Any person (including entities) involved in the filing process can be liable if they willfully (or with willful blindness) provide or attempt to provide false or fraudulent information to FinCEN in a CTA report (including a false or fraudulent identifying photograph or document) or fail to report complete or updated information to FinCEN. Violations can be direct or indirect. Under the CTA, liability runs to any person who can be said to have (willfully or with willful blindness) “caused the failure” or, regarding failures to file, “was a senior officer of the entity at the time of the failure.” We are unlikely to see significant civil enforcement under the CTA in the near term. Initially, FinCEN’s resources will likely be focused on public education, resolving ambiguities through issuance of CTA-related guidance, and addressing inevitable logistical and technological hurdles relating to the use of the CTA reporting database.
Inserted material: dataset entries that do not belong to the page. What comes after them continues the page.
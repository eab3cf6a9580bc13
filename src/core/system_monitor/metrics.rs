use serde::{Deserialize, Serialize};

/// Point-in-time system overview
#[derive(Debug, Clone, Default, Serialize, Deserialize)]
pub struct SystemSnapshot {
    pub timestamp: i64, // Unix timestamp
    pub cpu: CpuMetrics,
    pub memory: MemoryMetrics,
    pub network: NetworkCounters,
    pub process_count: usize,
}

#[derive(Debug, Clone, Default, Serialize, Deserialize)]
pub struct CpuMetrics {
    pub global_usage: f32,
    pub per_core_usage: Vec<f32>,
    pub core_count: usize,
    pub brand: String,
}

#[derive(Debug, Clone, Default, Serialize, Deserialize)]
pub struct MemoryMetrics {
    pub total_bytes: u64,
    pub used_bytes: u64,
    pub available_bytes: u64,
    pub usage_percent: f32,
    pub swap_total_bytes: u64,
    pub swap_used_bytes: u64,
    pub swap_percent: f32,
}

/// Raw per-process reading fed to a full refresh
#[derive(Debug, Clone, PartialEq, Serialize, Deserialize)]
pub struct ProcessSample {
    pub pid: u32,
    pub name: String,
    /// Cumulative CPU time in milliseconds
    pub cpu_time_ms: u64,
    pub memory_bytes: u64,
    pub status: String,
}

/// Raw per-process reading fed to a fast update
#[derive(Debug, Clone, Copy, PartialEq, Serialize, Deserialize)]
pub struct CpuSample {
    pub pid: u32,
    pub cpu_time_ms: u64,
}

impl From<&ProcessSample> for CpuSample {
    fn from(sample: &ProcessSample) -> Self {
        Self {
            pid: sample.pid,
            cpu_time_ms: sample.cpu_time_ms,
        }
    }
}

#[derive(Debug, Clone, Default, PartialEq, Serialize, Deserialize)]
pub struct ProcessInfo {
    pub pid: u32,
    pub name: String,
    pub cpu_percent: f32,
    pub memory_bytes: u64,
    pub status: String,
}

/// Machine-wide network totals since boot
#[derive(Debug, Clone, Copy, Default, PartialEq, Serialize, Deserialize)]
pub struct NetworkCounters {
    pub bytes_sent: u64,
    pub bytes_recv: u64,
    pub packets_sent: u64,
    pub packets_recv: u64,
}

#[derive(Debug, Clone, Copy, Default, PartialEq, Serialize, Deserialize)]
pub struct NetworkRates {
    pub bytes_sent_per_sec: f64,
    pub bytes_recv_per_sec: f64,
    pub packets_sent_per_sec: f64,
    pub packets_recv_per_sec: f64,
}

#[derive(Debug, Clone, Copy, Default, PartialEq, Serialize, Deserialize)]
pub struct DiskCounters {
    pub read_bytes: u64,
    pub write_bytes: u64,
    pub read_count: u64,
    pub write_count: u64,
}

#[derive(Debug, Clone, Copy, Default, PartialEq, Serialize, Deserialize)]
pub struct DiskRates {
    pub read_bytes_per_sec: f64,
    pub write_bytes_per_sec: f64,
    pub read_count_per_sec: f64,
    pub write_count_per_sec: f64,
}

#[derive(Debug, Clone, Copy, Default, PartialEq, Serialize, Deserialize)]
pub struct CpuStatCounters {
    pub context_switches: u64,
    pub interrupts: u64,
}

#[derive(Debug, Clone, Copy, Default, PartialEq, Serialize, Deserialize)]
pub struct CpuStatRates {
    pub context_switches_per_sec: f64,
    pub interrupts_per_sec: f64,
}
But this does not suggest CTA enforcement will be sparse. We should expect to see both civil enforcements pursued by FinCEN and criminal enforcement actions by the U.S. Department of Justice (DOJ) once CTA administration is in hand. As always, prosecutors will have the benefit of hindsight.

When FinCEN and the DOJ turn to CTA enforcement, we will likely see enforcement action tied to underlying misconduct or significant systemic failures to file. The CTA does not appear intended to focus on technical violations, given that there is no provision for liability for negligent violations and given the limited resources of relevant regulators.

Important Next Steps

Moving forward, affected enterprises should consider the following steps to mitigate risks and burdens relating to CTA compliance: 

  1. Develop and implement a CTA compliance policy. It will be critical to keep detailed records regarding CTA compliance decisions and to adopt and consistently apply an organization-wide policy.  
  2. Evaluate opportunities to maximize reporting efficiencies through reorganization. Enterprises may want to adopt a policy that addresses new entity formations to maximize the advantages of CTA exemptions and streamline CTA reporting. Companies may further consider opportunities to reevaluate their corporate organization structure to maximize reporting efficiencies and minimize the burden of CTA reporting. 
  3. Inventory existing entities. Larger corporate organization structures and enterprises such as family offices, corporate service providers, accounting firms, and law firms administering many entities should consider adopting a process for inventorying, evaluating, and gathering required information for all affiliated entities under their administration that were formed prior to January 1, 2024, to meet the January 1, 2025, reporting deadline. 
  4. Obtain and require FinCEN identifiers. For organizations involving multiple subsidiaries, obtaining FinCEN identifiers will streamline reporting. Reporting Companies should consider encouraging or even requiring their CTA reportable Beneficial Owners to obtain and use FinCEN IDs in employment agreements and other relevant contracts.